──────── Listed entries ────────

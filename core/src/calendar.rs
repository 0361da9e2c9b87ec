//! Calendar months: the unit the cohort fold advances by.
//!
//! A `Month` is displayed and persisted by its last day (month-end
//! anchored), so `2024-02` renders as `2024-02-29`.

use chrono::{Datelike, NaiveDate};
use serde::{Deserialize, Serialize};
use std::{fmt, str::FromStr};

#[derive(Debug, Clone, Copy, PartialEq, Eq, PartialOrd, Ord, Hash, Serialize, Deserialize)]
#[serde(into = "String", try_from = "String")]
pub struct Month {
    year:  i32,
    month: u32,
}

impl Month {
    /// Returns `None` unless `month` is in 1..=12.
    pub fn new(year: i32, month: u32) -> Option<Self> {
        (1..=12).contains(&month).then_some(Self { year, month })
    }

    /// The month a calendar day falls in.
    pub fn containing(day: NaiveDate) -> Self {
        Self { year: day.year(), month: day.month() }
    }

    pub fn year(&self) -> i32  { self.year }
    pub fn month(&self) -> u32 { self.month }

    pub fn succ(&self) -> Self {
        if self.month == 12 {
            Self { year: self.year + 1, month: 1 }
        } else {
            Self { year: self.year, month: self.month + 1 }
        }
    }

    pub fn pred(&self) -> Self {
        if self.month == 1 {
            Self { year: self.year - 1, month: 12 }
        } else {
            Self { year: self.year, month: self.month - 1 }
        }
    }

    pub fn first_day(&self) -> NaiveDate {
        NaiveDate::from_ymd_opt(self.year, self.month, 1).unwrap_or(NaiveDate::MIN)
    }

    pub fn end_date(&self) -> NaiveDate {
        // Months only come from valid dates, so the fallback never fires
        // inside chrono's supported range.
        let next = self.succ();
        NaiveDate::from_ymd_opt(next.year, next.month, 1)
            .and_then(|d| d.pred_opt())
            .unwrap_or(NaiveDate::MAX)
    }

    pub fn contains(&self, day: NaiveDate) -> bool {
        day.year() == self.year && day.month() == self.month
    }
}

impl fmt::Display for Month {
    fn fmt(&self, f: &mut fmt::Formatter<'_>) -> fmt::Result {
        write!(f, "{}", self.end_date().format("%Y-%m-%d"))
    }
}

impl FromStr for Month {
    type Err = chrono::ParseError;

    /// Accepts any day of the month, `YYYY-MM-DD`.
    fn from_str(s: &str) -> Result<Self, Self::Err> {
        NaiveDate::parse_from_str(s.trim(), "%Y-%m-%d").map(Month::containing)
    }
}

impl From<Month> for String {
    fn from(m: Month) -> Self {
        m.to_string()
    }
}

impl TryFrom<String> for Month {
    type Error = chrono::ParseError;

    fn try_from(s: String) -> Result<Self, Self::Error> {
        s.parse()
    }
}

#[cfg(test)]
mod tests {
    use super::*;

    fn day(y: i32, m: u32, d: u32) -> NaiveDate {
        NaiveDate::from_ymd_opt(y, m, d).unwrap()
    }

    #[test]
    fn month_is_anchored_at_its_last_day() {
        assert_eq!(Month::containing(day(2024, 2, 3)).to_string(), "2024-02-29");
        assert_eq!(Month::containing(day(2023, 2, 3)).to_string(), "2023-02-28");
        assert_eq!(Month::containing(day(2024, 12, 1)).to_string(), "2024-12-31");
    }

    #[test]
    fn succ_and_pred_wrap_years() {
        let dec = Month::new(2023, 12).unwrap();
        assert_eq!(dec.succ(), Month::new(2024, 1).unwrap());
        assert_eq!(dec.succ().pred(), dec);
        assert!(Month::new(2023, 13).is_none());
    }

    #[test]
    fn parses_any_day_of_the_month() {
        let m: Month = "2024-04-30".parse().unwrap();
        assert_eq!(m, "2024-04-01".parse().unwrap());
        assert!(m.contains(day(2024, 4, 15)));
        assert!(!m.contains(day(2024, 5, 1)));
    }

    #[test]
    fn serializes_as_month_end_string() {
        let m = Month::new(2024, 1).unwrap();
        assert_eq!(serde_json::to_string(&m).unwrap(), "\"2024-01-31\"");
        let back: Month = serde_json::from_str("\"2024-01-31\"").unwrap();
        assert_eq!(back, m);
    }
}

────────
──────── Listed entries ────────

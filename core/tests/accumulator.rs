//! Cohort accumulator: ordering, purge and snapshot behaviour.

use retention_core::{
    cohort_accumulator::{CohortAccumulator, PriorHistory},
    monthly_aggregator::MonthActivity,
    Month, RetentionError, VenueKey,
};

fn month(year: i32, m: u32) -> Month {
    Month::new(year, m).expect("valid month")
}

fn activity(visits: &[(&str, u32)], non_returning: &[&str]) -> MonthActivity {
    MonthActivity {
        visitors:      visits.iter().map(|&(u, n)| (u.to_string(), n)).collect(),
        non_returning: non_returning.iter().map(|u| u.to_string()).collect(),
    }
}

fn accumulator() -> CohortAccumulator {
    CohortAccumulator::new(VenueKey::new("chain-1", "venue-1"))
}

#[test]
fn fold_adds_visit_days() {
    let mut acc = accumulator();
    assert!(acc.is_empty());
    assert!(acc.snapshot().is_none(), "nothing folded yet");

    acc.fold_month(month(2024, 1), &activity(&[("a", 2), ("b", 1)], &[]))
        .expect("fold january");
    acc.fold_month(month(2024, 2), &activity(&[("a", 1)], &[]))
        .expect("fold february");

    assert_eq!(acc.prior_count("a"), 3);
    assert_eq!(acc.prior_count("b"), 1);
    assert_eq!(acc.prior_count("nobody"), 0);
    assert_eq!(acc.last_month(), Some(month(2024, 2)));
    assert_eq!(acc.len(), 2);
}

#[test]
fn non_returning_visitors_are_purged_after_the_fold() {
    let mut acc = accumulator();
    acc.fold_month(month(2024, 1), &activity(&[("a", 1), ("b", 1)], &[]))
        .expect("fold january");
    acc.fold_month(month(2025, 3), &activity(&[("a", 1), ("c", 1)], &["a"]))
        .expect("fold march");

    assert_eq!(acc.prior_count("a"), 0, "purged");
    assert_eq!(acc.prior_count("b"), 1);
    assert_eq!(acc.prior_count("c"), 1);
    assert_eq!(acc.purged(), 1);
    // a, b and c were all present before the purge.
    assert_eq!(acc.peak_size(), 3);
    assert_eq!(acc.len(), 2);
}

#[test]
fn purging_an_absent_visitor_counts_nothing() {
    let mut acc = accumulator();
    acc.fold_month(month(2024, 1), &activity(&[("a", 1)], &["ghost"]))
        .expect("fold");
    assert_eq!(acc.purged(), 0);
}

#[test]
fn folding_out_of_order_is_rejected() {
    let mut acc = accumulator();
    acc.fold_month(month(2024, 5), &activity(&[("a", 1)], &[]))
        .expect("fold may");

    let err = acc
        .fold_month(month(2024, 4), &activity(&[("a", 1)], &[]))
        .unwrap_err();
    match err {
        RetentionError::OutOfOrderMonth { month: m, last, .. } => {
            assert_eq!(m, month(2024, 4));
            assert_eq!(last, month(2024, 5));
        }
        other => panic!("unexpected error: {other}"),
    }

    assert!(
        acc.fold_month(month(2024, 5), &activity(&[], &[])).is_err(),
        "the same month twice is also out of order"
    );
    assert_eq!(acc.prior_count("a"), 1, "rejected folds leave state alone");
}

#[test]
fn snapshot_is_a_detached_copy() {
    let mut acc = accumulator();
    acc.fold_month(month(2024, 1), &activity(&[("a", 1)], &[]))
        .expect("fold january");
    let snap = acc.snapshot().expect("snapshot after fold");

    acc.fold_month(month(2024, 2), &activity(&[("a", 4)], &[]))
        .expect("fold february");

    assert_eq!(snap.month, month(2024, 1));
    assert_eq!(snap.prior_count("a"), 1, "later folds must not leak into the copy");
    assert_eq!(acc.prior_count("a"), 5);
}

────────
──────── Listed entries ────────

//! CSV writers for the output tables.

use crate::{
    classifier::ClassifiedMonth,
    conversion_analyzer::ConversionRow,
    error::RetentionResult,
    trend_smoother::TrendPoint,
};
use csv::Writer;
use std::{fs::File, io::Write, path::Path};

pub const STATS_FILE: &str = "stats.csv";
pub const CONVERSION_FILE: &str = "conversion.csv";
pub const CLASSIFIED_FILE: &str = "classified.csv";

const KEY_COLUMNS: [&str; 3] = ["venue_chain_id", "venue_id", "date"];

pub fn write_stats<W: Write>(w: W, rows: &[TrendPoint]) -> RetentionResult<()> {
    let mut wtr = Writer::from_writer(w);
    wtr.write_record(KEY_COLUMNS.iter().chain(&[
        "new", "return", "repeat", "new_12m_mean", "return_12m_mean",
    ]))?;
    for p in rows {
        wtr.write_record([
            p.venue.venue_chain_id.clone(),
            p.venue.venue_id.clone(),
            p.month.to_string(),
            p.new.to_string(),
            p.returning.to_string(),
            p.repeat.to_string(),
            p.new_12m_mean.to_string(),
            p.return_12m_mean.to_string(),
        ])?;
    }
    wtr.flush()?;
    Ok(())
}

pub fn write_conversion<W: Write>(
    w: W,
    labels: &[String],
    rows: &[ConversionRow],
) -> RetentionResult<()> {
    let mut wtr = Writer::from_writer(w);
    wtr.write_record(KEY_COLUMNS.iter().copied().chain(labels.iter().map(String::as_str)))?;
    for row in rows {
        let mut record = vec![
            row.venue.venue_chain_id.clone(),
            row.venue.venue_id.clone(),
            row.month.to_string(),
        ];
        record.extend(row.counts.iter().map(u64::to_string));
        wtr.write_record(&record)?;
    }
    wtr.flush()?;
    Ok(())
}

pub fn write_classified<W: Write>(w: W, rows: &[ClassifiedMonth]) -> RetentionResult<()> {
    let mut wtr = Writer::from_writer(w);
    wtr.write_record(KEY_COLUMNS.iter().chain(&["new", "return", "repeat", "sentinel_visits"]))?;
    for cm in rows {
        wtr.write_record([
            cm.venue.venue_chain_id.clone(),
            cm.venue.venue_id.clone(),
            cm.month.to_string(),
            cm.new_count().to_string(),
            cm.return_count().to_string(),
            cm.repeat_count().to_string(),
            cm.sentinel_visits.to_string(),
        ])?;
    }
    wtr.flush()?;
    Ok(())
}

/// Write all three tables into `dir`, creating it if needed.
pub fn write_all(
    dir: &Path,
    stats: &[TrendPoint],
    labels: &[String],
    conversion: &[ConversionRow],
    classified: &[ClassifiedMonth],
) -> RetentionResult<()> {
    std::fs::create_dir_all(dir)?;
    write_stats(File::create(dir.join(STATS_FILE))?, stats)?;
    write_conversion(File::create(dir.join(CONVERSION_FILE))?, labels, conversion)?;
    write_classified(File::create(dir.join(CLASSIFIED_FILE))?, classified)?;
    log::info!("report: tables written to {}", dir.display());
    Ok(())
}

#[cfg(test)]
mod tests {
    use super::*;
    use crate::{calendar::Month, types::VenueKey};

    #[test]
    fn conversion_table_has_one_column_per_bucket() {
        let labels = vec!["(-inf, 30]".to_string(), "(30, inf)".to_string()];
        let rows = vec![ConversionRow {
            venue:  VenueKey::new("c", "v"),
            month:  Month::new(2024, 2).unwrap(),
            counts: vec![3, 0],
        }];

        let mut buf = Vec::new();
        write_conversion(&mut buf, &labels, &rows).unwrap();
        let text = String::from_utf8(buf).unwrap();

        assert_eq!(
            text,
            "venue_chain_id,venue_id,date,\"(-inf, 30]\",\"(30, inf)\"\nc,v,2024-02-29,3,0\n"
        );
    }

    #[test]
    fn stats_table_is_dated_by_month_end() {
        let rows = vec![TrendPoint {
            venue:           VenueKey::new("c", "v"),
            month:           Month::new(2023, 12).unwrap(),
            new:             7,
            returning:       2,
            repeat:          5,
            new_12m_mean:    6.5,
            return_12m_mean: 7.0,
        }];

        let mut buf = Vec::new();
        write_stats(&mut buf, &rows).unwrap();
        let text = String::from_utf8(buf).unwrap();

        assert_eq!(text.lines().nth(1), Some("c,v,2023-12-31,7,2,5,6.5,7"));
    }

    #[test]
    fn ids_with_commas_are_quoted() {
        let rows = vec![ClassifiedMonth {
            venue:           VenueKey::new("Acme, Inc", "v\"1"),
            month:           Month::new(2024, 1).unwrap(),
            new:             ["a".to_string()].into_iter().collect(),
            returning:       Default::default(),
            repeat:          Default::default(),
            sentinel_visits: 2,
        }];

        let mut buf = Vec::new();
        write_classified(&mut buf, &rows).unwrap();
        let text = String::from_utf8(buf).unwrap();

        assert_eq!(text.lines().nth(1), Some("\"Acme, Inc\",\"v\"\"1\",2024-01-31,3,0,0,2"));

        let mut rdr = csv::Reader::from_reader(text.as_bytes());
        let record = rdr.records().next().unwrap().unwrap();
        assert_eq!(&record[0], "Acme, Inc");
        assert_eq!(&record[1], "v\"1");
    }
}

────────

The answer must be every line from the entries above that holds the string "containing".

    pub fn containing(day: NaiveDate) -> Self {
        NaiveDate::parse_from_str(s.trim(), "%Y-%m-%d").map(Month::containing)
        assert_eq!(Month::containing(day(2024, 2, 3)).to_string(), "2024-02-29");
        assert_eq!(Month::containing(day(2023, 2, 3)).to_string(), "2023-02-28");
        assert_eq!(Month::containing(day(2024, 12, 1)).to_string(), "2024-12-31");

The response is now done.